Decorado

Arnold is a depressed, unemployed, middle-aged mouse who tells his wife Maria that he thinks they are being controlled in an artificial environment, a theory he begins to investigate when his best friend Ramiro takes him and their friend Mr. Chicken Crazy into the off limits forest bordering their town and is taken by a giant owl in "Decorado."
Laura's Review: C+
Spanish director Alberto Vázquez ("Birdboy") returns to his unique style of animation, where creatures from a child's nightmare navigate nightmares of their own, but do not mistake this for a children's animation. "Decorado," which is the Spanish word for scenery or a set, is what Arnold describes to his doctor about his suspicions of what he's living in. After a diagnosis of 'derealization,' Arnold's doctor tells him he needs to calm down, not go into the forest like Ramiro did and that life's worries can make things seem unreal. Then he prescribes pills from ALMA, the Almighty Limitless Megacorporation Agency which appears to rule Arnold's world. And Mr. Gregory, the rat which owns it, is trying to woo Arnold's wife.
Back home, an eviction notice awaits and Maria is exhausted from carrying the workload in a job she begins to suspect is Gregory's charity. At Ramiro's graveside service, Mr. Chicken Crazy is falsely arrested for arson by wolf cops and when Arnold goes to visit him in prison, the chicken tells him he must continue Ramiro's quest to find a way out via the forest and he should start by searching Ramiro's house. When Arnold arrives, the run down shack is being touted by a realtor to a couple of pigs as an upwardly mobile neighborhood, but once he gets in he finds a map Ramiro created with pathways through the woods. Arnold discovers a rat encampment that at first seems friendly, but they are under the influence of drugs supplied by ALMA and are true to their names. A mushroom (wink, wink) tells Arnold that the demon's harp can be used to bring back the dead, and so Ramiro's ghost is summoned to aid the quest and comfort the friend who has been missing him.

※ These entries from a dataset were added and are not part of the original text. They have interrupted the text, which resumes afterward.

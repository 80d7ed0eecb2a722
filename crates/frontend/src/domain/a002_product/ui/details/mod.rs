//! Product Details UI Module
//!
//! - view_model.rs: form state, category lookup, load/save commands
//! - view.rs: Leptos component (pure UI)

mod view;
mod view_model;

pub use view::ProductDetails;
pub use view_model::ProductDetailsViewModel;
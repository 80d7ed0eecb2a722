pub mod aggregate;

pub use aggregate::{default_categories, Category, CategoryDto, DEFAULT_CATEGORY_NAMES};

Back home with Arnold and Maria, Vázquez segues to a sepia toned flashback as the mice reflect on their idealized youth, where their anti-ALMA graffiti brought the wrong kind of attention, but while a Depression Fairy has been dogging them both, Maria, who had left Arnold for Mr. Gregory, realizes that love is what really matters in life and she still loves Arnold. The two mice set off to find a better life navigating the forbidden forest, but after apparently finding it, come to a stark realization.
Vázquez paints a world that is at once familiar in its fascist oppression and poverty, and not, with its mermaids with fish heads and human bottoms, the better for those harp-playing demons to have sex with. But for all the indications that ALMA is controlling its citizens, the filmmaker has so overstuffed his plot (I haven't even mentioned former TV star Duck Roni or all the neighbors Arnold thinks are watching him) that he loses it. Have we watched this depressing 'toon for 95 minutes to come away with a message that life sucks so make the best of it?

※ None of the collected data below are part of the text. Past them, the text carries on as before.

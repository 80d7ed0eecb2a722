use crate::domain::a002_product::ui::catalog::ProductCatalog;
use crate::shared::api_utils::use_features;
use leptos::prelude::*;

#[component]
pub fn ProductsPage() -> impl IntoView {
    let features = use_features();

    view! {
        <div class="page products-page">
            <ProductCatalog enquiries=features.contact_form />
        </div>
    }
}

There is no shortage of imagination here, the animation bursting with colorful characters, exaggerated grotesqueries, a phantasmorgia delivered in a palette ranging from bleached out sepia to noxious greens, oranges and purples. But Vázquez only seems to give us half the story while spinning far too many, his most trenchant observation delivered by a cat outside of Arnold's house - 'It's no sign of health to be well adjusted to a sick society.'
Robin's Review: C+
Arnold is a middle-aged mouse with a problem. He has an increasing unease that something strange is happening around him and it is affecting his job, his home life and, especially, his marriage. He must take control of his life and find a way out in "Decorado."

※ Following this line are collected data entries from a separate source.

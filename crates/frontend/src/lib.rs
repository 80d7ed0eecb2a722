pub mod app;
pub mod domain;
pub mod layout;
pub mod pages;
pub mod routes;
pub mod shared;
pub mod system;

use contracts::shared::config::ClientConfig;
use wasm_bindgen::prelude::wasm_bindgen;

#[wasm_bindgen]
pub fn hydrate() {
    let config = match ClientConfig::embedded(!cfg!(debug_assertions)) {
        Ok(config) => config,
        Err(e) => {
            web_sys::console::error_1(&shared::api_utils::fallback_notice(&e).into());
            shared::api_utils::fallback_config()
        }
    };

    // initializes logging using the `log` crate
    _ = console_log::init_with_level(config.log_level());
    console_error_panic_hook::set_once();

    log::info!("Catalog client starting, API at {}", config.api_url);
    shared::api_utils::init(config);

    leptos::mount::mount_to_body(app::App);
}

#[wasm_bindgen(start)]
pub fn start() {
    hydrate();
}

Animation director Alberto Vasquez creates a dystopian tale that takes its premise from the Bard, to paraphrase, "all the world's a stage, and all the mice are merely players." This is how Arnold sees the world. It is not real but something like a movie set and he wants out.
This is where Vasquez takes us on a journey into Arnold's life. His marriage to Marie is troubled and the all-powerful corporation, A.L.M.A., has its tendrils in all aspects of Arnold's life. With his friends, he tries to find a way out but a giant owl thwarts them and he tragically loses his friend, Ramiro.
This terrible loss brings Arnold to find his friend's secret map that shows the way out of Anywhere. Vasquez, with co-scribe Francesc Xavier Manuel Ruiz, pack an awful lot into a scant 95 minutes and, at times, it gets confused with its messages about capitalism, isolation, relationships, escaping one's humdrum existence and more. Some judicial rewriting could have made for a better movie. There are a whole lot of messages, though.
GKIDS releases "Decorado" in theaters on 5/15/26.